Organiser la montée en puissance
01net.
le 05/03/09 à 00h00
Installée depuis à peine cinq semaines, l'administration Obama donne déjà un grand coup d'accélérateur numérique. L'offensive porte sur quatre fronts : l'e-santé, le doublement des crédits de R&D sur dix ans, les nanotechnologies, biotechnologies et énergies renouvelables, et enfin, le déploiement d'un réseau haut débit. Objectif : ' changer d'époque ' et redonner aux Etats-Unis un leadership technologique que certains lui contestent aujourd'hui. La domination américaine n'est en effet plus aussi flagrante dans l'automobile, l'aéronautique, le nucléaire ou la chimie. En revanche, sa suprématie demeure indéniable en technologies de l'information. Non pas que les ingénieurs ou l'enseignement soient meilleurs qu'ailleurs, mais les investisseurs comme les entrepreneurs sont totalement imprégnés d'une certaine culture de la prise de risque.
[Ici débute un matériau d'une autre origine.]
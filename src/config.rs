use serde::{Deserialize, Serialize};
use std::fs;
use std::path::Path;

use crate::error::{ReleaseError, Result};

const CONFIG_FILE_NAME: &str = "release-cycle.toml";

/// Represents the complete configuration for release-cycle.
///
/// Every section is optional; a missing file yields the defaults used by CI runs.
#[derive(Debug, Deserialize, Serialize, Clone, PartialEq, Default)]
pub struct Config {
    #[serde(default)]
    pub identity: IdentityConfig,

    #[serde(default)]
    pub github: GitHubConfig,
}

fn default_identity_name() -> String {
    "GitHub Action".to_string()
}

fn default_identity_email() -> String {
    "github-action@users.noreply.github.com".to_string()
}

fn default_api_base() -> String {
    "https://api.github.com".to_string()
}

/// Author and committer identity used for generated commits.
#[derive(Debug, Deserialize, Serialize, Clone, PartialEq)]
pub struct IdentityConfig {
    #[serde(default = "default_identity_name")]
    pub name: String,

    #[serde(default = "default_identity_email")]
    pub email: String,
}

impl Default for IdentityConfig {
    fn default() -> Self {
        IdentityConfig {
            name: default_identity_name(),
            email: default_identity_email(),
        }
    }
}

/// Hosting platform API settings.
#[derive(Debug, Deserialize, Serialize, Clone, PartialEq)]
pub struct GitHubConfig {
    #[serde(default = "default_api_base")]
    pub api_base: String,
}

impl Default for GitHubConfig {
    fn default() -> Self {
        GitHubConfig {
            api_base: default_api_base(),
        }
    }
}

/// Parses configuration from TOML text.
pub fn parse_config(content: &str) -> Result<Config> {
    toml::from_str(content).map_err(|e| ReleaseError::config(format!("Invalid config: {}", e)))
}

/// Loads configuration from file or returns defaults.
///
/// Attempts to load configuration in the following order:
/// 1. Custom path provided as parameter
/// 2. `release-cycle.toml` in current directory
/// 3. `release-cycle.toml` in user config directory
/// 4. Default configuration if no file found
///
/// # Returns
/// * `Ok(Config)` - Loaded or default configuration
/// * `Err` - If a file exists but cannot be read or parsed
pub fn load_config(config_path: Option<&Path>) -> Result<Config> {
    let config_str = if let Some(path) = config_path {
        fs::read_to_string(path)?
    } else if Path::new(CONFIG_FILE_NAME).exists() {
        fs::read_to_string(CONFIG_FILE_NAME)?
    } else if let Some(config_dir) = dirs::config_dir() {
        let config_path = config_dir.join(CONFIG_FILE_NAME);
        if config_path.exists() {
            fs::read_to_string(config_path)?
        } else {
            return Ok(Config::default());
        }
    } else {
        return Ok(Config::default());
    };

    parse_config(&config_str)
}
//! Release workflow orchestration
//!
//! Implements the two release transitions on top of the version-control and
//! hosting capabilities. This keeps the CLI layer down to argument parsing
//! and error reporting.
//!
//! - `prerelease`: bump to the next prerelease, commit, tag and push that
//!   commit, then draft release notes for the commit that was checked out
//!   when the run started.
//! - `postrelease`: after a release is published, bump the default branch to
//!   the next patch version and tag the released commit with it.

use std::fmt;
use std::path::{Path, PathBuf};
use std::str::FromStr;

use git2::Oid;
use semver::Version;
use tracing::info;

use crate::changelog;
use crate::config::Config;
use crate::error::{ReleaseError, Result};
use crate::git::Repository;
use crate::hosting::{HostingPlatform, ReleaseHandle};
use crate::locator::{self, RepoIdentity, ORIGIN};
use crate::publisher;
use crate::version::{increment, Increment};
use crate::version_file;

/// The two release transitions.
#[derive(Debug, Clone, Copy, PartialEq, Eq)]
pub enum Action {
    Prerelease,
    Postrelease,
}

impl FromStr for Action {
    type Err = ReleaseError;

    fn from_str(s: &str) -> Result<Self> {
        match s {
            "prerelease" => Ok(Action::Prerelease),
            "postrelease" => Ok(Action::Postrelease),
            other => Err(ReleaseError::UnknownAction(other.to_string())),
        }
    }
}

impl fmt::Display for Action {
    fn fmt(&self, f: &mut fmt::Formatter<'_>) -> fmt::Result {
        match self {
            Action::Prerelease => write!(f, "prerelease"),
            Action::Postrelease => write!(f, "postrelease"),
        }
    }
}

/// Arguments for the release workflow
///
/// Mirrors the CLI arguments without depending on clap, so the workflow can
/// be driven programmatically.
#[derive(Debug, Clone, PartialEq)]
pub struct ReleaseWorkflowArgs {
    /// Action name; parsed by the workflow so unknown names abort before any change
    pub action: String,

    /// Path to the JSON file holding the version
    pub version_file: PathBuf,
}

/// Result of a successful release workflow
#[derive(Debug, Clone, PartialEq)]
pub struct WorkflowResult {
    pub action: Action,

    /// Version read from the version file before the bump
    pub previous_version: Version,

    /// Version written and tagged
    pub version: Version,

    /// The tag that was created
    pub tag: String,

    /// The commit the tag points at
    pub tagged_commit: Oid,

    /// Draft release created by `prerelease`
    pub release: Option<ReleaseHandle>,
}

/// Main release workflow
///
/// 1. Parse the action (unknown actions fail before anything is touched)
/// 2. Configure the commit identity
/// 3. Locate the repository on the hosting platform
/// 4. Run the requested transition
pub fn run_release_workflow<R, H>(
    repo: &mut R,
    hosting: &H,
    args: &ReleaseWorkflowArgs,
    config: &Config,
) -> Result<WorkflowResult>
where
    R: Repository + ?Sized,
    H: HostingPlatform + ?Sized,
{
    let action: Action = args.action.parse()?;

    repo.set_identity(&config.identity.name, &config.identity.email)?;
    let identity = locator::locate(&*repo)?;

    info!(%action, "starting release workflow");
    match action {
        Action::Prerelease => prerelease(repo, hosting, &identity, &args.version_file),
        Action::Postrelease => postrelease(repo, hosting, &identity, &args.version_file),
    }
}

/// Bumps to the next prerelease, tags the bump commit and drafts release notes.
///
/// The notes cover the commits up to `identity.head_commit`, the commit that
/// was checked out before the bump.
pub fn prerelease<R, H>(
    repo: &mut R,
    hosting: &H,
    identity: &RepoIdentity,
    version_file: &Path,
) -> Result<WorkflowResult>
where
    R: Repository + ?Sized,
    H: HostingPlatform + ?Sized,
{
    let branch = repo
        .current_branch()?
        .ok_or_else(|| ReleaseError::config("Cannot prerelease from a detached HEAD"))?;

    let current = version_file::fetch(version_file)?;
    info!(version = %current, "current version");

    let next = increment(&current, Increment::Prerelease)?;
    version_file::set(version_file, &next)?;
    info!(version = %next, "new version");

    let tag = next.to_string();

    repo.stage_all()?;
    let commit = repo.commit(&format!("CI: Prerelease: {}", next))?;
    info!(%commit, "committed new version");

    repo.create_tag(&tag, commit)?;
    info!(%tag, "created tag");

    // The second push is what the release pipeline has always done; the first
    // already carries the tag.
    repo.push_branch(ORIGIN, &branch, &[tag.as_str()])?;
    repo.push_tags(ORIGIN)?;
    info!(%branch, %tag, "pushed");

    let body = changelog::assemble(repo, hosting, identity, identity.head_commit, &next)?;
    let release = publisher::publish(hosting, identity, &next, &body)?;

    Ok(WorkflowResult {
        action: Action::Prerelease,
        previous_version: current,
        version: next,
        tag,
        tagged_commit: commit,
        release: Some(release),
    })
}

/// Advances the default branch to the next patch version and tags the released commit.
///
/// `identity.head_commit` is the commit that was released. The version bump
/// is committed to the default branch only; the new tag goes on the released
/// commit. The bump is always a patch bump, whatever the prerelease cycle
/// contained.
pub fn postrelease<R, H>(
    repo: &mut R,
    hosting: &H,
    identity: &RepoIdentity,
    version_file: &Path,
) -> Result<WorkflowResult>
where
    R: Repository + ?Sized,
    H: HostingPlatform + ?Sized,
{
    let released = identity.head_commit;
    let default_branch = hosting.default_branch(identity)?;
    info!(branch = %default_branch, "default branch");

    repo.fetch(ORIGIN)?;
    repo.checkout_branch(ORIGIN, &default_branch)?;

    let current = version_file::fetch(version_file)?;
    info!(version = %current, branch = %default_branch, "current version");

    let next = increment(&current, Increment::Patch)?;
    version_file::set(version_file, &next)?;
    info!(version = %next, "new version");

    let commit = repo.commit_paths(&format!("CI: Postrelease: {}", next), &[version_file])?;
    info!(%commit, "committed new version");

    repo.push_branch(ORIGIN, &default_branch, &[])?;
    info!(branch = %default_branch, "pushed");

    let tag = next.to_string();
    repo.checkout_detached(released)?;
    repo.create_tag(&tag, released)?;
    info!(%tag, commit = %released, "created tag");

    repo.push_tags(ORIGIN)?;
    info!(%tag, "pushed tags");

    Ok(WorkflowResult {
        action: Action::Postrelease,
        previous_version: current,
        version: next,
        tag,
        tagged_commit: released,
        release: None,
    })
}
Le capital-risque américain est trente fois plus fort qu'en France. L'investissement dans des sociétés technologiques est jugé plus sûr que certains placements dits traditionnels. Côté créateurs d'entreprise, combien de fois a-t-on vu des ingénieurs quitter leur confortable open space siglé Cisco, Microsoft ou Oracle pour se lancer dans l'aventure start up. Tous n'ont pas rencontré le succès escompté, mais tous ont essayé. Par contre, pour prendre un exemple plus proche de nous, tout le monde a beau reconnaître l'excellence des équipes de recherche d'Alcatel, peu de cadres technologiques sont partis fonder leur propre structure, alors même que la maison mère dégraisse. La France doit donc travailler à plusieurs niveaux, en simplifiant les démarches de création d'entreprise dans un premier temps. En facilitant, ensuite, l'accès au financement. Enfin, et surtout, en déployant tous les moyens possibles pour transformer l'innovation en produit, pour ladapter à des usages et à des besoins. Nous devons organiser notre montée en puissance.